Aim of the task :: Look through the records below for the line with "descriptions, ignoring case." and the line with "pub struct BusScheduleInput", then return those lines and all lines between, exactly.

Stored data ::
================

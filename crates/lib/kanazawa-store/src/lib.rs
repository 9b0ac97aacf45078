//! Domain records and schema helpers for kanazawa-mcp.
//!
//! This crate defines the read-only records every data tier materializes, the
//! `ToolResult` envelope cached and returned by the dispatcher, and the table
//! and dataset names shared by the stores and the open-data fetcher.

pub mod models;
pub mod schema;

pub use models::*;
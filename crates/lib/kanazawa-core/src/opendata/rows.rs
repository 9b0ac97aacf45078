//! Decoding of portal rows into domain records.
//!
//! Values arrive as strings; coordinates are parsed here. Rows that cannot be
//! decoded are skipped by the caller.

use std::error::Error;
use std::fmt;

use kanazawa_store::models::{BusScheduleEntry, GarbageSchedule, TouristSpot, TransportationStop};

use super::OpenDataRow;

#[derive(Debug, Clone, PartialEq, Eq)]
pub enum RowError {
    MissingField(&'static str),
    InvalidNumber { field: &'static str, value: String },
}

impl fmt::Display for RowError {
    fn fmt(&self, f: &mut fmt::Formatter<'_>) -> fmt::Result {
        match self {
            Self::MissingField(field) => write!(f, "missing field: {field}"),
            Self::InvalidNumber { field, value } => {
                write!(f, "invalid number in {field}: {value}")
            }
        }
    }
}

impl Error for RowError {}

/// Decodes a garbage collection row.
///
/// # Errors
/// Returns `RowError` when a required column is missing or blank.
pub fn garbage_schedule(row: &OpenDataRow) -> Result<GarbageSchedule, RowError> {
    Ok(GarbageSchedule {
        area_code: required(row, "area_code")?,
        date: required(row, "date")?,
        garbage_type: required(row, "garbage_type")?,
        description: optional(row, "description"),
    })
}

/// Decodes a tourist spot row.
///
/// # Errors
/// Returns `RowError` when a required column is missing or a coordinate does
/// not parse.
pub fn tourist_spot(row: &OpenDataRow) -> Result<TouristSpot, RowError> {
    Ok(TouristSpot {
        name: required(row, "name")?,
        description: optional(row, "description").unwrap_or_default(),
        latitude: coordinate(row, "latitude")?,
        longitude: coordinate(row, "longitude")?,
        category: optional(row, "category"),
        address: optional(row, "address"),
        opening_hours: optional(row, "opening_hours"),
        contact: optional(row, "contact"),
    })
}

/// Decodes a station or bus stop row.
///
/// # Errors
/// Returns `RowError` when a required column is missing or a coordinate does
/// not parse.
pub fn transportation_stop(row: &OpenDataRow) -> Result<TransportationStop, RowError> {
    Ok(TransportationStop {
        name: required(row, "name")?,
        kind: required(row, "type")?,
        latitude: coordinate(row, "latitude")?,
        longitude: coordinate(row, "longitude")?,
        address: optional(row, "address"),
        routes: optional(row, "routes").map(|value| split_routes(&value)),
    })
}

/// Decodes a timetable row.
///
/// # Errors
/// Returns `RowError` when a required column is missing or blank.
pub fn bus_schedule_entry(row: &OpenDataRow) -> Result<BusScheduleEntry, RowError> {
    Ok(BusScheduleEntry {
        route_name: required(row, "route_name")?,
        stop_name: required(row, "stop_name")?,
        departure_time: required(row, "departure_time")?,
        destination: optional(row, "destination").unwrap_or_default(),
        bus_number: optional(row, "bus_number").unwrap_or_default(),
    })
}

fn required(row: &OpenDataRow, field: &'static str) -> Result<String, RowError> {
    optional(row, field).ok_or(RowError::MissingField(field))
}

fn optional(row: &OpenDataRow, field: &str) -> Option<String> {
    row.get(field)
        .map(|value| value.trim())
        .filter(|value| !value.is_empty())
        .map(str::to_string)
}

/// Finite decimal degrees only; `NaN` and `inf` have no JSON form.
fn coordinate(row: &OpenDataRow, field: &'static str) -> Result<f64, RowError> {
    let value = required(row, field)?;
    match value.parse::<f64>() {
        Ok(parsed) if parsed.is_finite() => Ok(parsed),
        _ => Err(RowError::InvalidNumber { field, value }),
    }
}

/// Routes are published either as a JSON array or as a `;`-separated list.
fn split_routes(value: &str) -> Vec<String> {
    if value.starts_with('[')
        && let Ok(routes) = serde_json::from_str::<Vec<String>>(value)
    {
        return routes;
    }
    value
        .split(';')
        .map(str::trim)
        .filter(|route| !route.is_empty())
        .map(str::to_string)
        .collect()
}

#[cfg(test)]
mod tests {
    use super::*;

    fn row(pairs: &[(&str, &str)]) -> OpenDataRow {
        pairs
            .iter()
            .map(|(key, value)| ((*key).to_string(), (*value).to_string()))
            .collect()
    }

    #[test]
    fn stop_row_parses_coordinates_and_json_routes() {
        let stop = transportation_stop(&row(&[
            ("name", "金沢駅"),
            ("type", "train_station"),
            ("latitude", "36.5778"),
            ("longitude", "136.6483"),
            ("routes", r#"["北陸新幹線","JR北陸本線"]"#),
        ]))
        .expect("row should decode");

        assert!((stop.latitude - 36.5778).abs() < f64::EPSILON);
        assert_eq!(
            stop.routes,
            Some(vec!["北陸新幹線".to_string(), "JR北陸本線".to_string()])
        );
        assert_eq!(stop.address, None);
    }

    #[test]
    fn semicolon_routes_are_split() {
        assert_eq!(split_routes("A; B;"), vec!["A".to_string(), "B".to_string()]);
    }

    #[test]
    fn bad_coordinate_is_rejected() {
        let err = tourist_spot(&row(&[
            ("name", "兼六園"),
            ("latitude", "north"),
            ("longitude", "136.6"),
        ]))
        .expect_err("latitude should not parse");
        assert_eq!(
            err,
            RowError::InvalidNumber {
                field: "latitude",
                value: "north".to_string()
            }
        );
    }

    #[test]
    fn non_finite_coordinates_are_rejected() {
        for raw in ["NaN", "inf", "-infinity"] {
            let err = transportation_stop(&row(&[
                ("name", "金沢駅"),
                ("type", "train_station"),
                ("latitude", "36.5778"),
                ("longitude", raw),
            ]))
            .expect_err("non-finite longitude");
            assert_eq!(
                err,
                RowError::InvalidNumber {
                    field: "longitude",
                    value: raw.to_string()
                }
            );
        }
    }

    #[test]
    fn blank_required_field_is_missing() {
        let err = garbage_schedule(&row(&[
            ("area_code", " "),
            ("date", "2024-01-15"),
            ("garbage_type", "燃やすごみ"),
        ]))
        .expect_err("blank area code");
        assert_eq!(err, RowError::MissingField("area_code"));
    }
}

================

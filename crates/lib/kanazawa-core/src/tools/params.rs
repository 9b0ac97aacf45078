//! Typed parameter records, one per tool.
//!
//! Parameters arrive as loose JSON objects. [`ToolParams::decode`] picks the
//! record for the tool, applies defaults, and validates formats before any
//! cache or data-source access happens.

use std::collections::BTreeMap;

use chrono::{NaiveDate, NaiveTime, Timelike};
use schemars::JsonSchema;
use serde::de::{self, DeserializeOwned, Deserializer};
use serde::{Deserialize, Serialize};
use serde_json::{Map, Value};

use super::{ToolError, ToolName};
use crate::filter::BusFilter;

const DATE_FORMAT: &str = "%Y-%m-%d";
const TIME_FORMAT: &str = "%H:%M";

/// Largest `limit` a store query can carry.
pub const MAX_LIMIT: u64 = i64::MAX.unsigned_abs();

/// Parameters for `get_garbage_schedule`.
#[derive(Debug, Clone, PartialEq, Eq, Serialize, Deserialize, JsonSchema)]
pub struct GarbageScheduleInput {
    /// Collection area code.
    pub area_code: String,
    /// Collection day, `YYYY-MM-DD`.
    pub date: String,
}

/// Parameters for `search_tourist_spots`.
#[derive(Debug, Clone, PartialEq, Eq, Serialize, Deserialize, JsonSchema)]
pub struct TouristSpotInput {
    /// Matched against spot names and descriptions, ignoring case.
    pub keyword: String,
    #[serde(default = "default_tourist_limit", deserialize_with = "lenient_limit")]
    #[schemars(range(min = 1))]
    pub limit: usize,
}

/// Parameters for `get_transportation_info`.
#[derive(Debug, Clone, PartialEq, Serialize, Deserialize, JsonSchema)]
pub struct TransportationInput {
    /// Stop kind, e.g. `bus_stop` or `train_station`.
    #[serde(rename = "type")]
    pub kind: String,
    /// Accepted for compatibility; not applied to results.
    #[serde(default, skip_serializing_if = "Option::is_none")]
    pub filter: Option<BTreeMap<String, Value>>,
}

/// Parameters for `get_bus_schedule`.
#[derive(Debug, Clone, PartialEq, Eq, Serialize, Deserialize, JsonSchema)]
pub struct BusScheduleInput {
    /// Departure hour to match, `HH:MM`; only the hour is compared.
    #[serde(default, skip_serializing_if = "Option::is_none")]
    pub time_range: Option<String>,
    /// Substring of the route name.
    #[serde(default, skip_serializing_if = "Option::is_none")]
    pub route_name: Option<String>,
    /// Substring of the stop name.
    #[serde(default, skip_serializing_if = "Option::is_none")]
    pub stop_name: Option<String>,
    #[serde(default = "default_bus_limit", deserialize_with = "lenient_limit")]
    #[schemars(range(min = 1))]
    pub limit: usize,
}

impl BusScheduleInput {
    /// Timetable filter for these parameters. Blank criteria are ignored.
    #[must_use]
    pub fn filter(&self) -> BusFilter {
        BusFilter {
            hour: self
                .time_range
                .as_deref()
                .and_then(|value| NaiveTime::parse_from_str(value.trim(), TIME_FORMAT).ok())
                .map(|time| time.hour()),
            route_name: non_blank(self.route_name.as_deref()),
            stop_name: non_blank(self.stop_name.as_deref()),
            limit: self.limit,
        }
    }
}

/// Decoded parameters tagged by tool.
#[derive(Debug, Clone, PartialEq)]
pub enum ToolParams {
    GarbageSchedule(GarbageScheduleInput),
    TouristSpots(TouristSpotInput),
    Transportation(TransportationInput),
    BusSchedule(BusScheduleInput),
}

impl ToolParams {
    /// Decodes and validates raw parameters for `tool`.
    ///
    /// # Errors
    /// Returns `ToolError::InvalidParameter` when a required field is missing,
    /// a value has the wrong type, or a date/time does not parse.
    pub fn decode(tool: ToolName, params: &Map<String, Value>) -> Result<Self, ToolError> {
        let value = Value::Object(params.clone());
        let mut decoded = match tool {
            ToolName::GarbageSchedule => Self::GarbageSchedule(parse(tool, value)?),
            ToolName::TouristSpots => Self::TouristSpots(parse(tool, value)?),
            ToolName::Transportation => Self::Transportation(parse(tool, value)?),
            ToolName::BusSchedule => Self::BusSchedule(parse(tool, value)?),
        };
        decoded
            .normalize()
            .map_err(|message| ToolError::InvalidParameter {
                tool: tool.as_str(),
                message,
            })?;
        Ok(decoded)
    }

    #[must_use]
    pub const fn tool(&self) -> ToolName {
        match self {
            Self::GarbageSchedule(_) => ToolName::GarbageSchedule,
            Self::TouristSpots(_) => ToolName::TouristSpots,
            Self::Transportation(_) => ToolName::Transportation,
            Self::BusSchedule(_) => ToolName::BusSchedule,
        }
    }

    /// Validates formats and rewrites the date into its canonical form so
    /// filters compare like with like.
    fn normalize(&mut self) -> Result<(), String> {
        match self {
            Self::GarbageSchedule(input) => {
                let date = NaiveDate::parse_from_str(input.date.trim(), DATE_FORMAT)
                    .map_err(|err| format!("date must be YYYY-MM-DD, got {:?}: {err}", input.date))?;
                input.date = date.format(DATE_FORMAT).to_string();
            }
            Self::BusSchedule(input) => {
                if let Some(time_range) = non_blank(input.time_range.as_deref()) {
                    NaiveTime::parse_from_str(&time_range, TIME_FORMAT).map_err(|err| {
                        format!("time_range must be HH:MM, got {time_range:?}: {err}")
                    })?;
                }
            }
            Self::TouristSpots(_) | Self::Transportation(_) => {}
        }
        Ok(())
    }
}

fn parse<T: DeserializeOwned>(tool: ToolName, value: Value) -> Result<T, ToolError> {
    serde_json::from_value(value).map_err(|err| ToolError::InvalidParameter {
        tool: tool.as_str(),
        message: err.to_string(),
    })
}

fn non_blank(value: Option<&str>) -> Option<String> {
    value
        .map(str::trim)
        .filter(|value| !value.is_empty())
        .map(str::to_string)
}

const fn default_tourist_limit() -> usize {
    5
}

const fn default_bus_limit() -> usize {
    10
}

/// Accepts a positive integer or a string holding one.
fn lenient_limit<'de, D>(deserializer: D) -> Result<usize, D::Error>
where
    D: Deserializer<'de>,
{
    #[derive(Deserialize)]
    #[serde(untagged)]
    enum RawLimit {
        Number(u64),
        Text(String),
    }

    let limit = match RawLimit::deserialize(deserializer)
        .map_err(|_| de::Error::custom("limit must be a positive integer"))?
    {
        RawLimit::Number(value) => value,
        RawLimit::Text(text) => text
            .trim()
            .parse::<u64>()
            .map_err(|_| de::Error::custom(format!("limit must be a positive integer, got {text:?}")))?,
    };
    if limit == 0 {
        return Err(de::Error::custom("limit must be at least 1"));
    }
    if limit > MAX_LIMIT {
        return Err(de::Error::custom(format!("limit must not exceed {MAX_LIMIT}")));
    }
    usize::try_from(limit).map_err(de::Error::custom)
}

================

Expected answer ::
    /// Matched against spot names and descriptions, ignoring case.
    pub keyword: String,
    #[serde(default = "default_tourist_limit", deserialize_with = "lenient_limit")]
    #[schemars(range(min = 1))]
    pub limit: usize,
}

/// Parameters for `get_transportation_info`.
#[derive(Debug, Clone, PartialEq, Serialize, Deserialize, JsonSchema)]
pub struct TransportationInput {
    /// Stop kind, e.g. `bus_stop` or `train_station`.
    #[serde(rename = "type")]
    pub kind: String,
    /// Accepted for compatibility; not applied to results.
    #[serde(default, skip_serializing_if = "Option::is_none")]
    pub filter: Option<BTreeMap<String, Value>>,
}

/// Parameters for `get_bus_schedule`.
#[derive(Debug, Clone, PartialEq, Eq, Serialize, Deserialize, JsonSchema)]
pub struct BusScheduleInput {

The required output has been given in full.